Kenalog steroid

Early trials of intra-articular corticosteroids showed equal systemic absorption of methylprednisolone in patients with rheumatic and osteoarthritic hands 42 and knees. 43 This suggests that steroid pharmacokinetics, rather than disease-related factors, should guide steroid selection. A recent review by the National Health Service of the United Kingdom 44   recommends triamcino-lone and methylprednisolone as preferred agents for injection of large joints (., knee). For smaller joints (., finger), either hydrocortisone or methylprednisolone (Hydeltrasol, brand no longer available in the United States) is recommended. Tables 5 and 6 45 compare commonly available steroid preparations.

Information from the National Library of Medicine Choosing to participate in a study is an important personal decision. Talk with your doctor and family members or friends about deciding to join a study. To learn more about this study, you or your doctor may contact the study research staff using the contacts provided below.
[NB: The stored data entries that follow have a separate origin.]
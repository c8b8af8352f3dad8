//! Route geometry as decoded coordinates.
//!
//! Wire formats (GeoJSON from OSRM, encoded strings for the frontend) are
//! converted at the boundary; inside the crate a route is a point list.

use serde::{Deserialize, Serialize};

use crate::geo::{GeoPoint, distance};

/// A route geometry.
#[derive(Debug, Clone, PartialEq, Default, Serialize, Deserialize)]
pub struct Polyline {
    points: Vec<GeoPoint>,
}

impl Polyline {
    /// Creates a polyline from decoded points in travel order.
    pub fn new(points: Vec<GeoPoint>) -> Self {
        Self { points }
    }

    /// Builds a polyline from GeoJSON-ordered `[longitude, latitude]` pairs.
    pub fn from_lng_lat(coordinates: &[[f64; 2]]) -> Self {
        Self {
            points: coordinates
                .iter()
                .map(|[lng, lat]| GeoPoint::new(*lat, *lng))
                .collect(),
        }
    }

    /// Returns a reference to the points.
    pub fn points(&self) -> &[GeoPoint] {
        &self.points
    }

    /// Consumes the polyline and returns the owned points.
    pub fn into_points(self) -> Vec<GeoPoint> {
        self.points
    }

    /// Great-circle length along the geometry in kilometers.
    pub fn length_km(&self) -> f64 {
        self.points
            .windows(2)
            .map(|pair| distance(pair[0], pair[1]))
            .sum()
    }
}

#[cfg(test)]
mod tests {
    use super::*;

    #[test]
    fn test_from_lng_lat_swaps_axes() {
        let polyline = Polyline::from_lng_lat(&[[105.85, 21.03], [105.86, 21.04]]);
        assert_eq!(
            polyline.points(),
            &[GeoPoint::new(21.03, 105.85), GeoPoint::new(21.04, 105.86)]
        );
    }

    #[test]
    fn test_into_points() {
        let points = vec![GeoPoint::new(38.5, -120.2), GeoPoint::new(40.7, -120.95)];
        let polyline = Polyline::new(points.clone());
        assert_eq!(polyline.into_points(), points);
    }

    #[test]
    fn test_length_of_empty_and_single() {
        assert_eq!(Polyline::default().length_km(), 0.0);
        assert_eq!(Polyline::new(vec![GeoPoint::new(1.0, 2.0)]).length_km(), 0.0);
    }

    #[test]
    fn test_length_sums_segments() {
        let a = GeoPoint::new(0.0, 0.0);
        let b = GeoPoint::new(0.0, 1.0);
        let c = GeoPoint::new(1.0, 1.0);
        let polyline = Polyline::new(vec![a, b, c]);
        let expected = distance(a, b) + distance(b, c);
        assert!((polyline.length_km() - expected).abs() < 1e-9);
    }
}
For general information, Learn About Clinical Studies.
Ages Eligible for Study:   18 Years and older   (Adult, Senior) Sexes Eligible for Study:   All Accepts Healthy Volunteers:   Yes Criteria Inclusion Criteria:

The most common side effect of topical corticosteroid use is skin atrophy. All topical steroids can induce atrophy, but higher potency steroids, occlusion, thinner skin, and older patient age increase the risk. The face, the backs of the hands, and intertriginous areas are particularly susceptible. Resolution often occurs after discontinuing use of these agents, but it may take months. Concurrent use of topical tretinoin (Retin-A) % may reduce the incidence of atrophy from chronic steroid applications. 30 Other side effects from topical steroids include permanent dermal atrophy, telangiectasia, and striae.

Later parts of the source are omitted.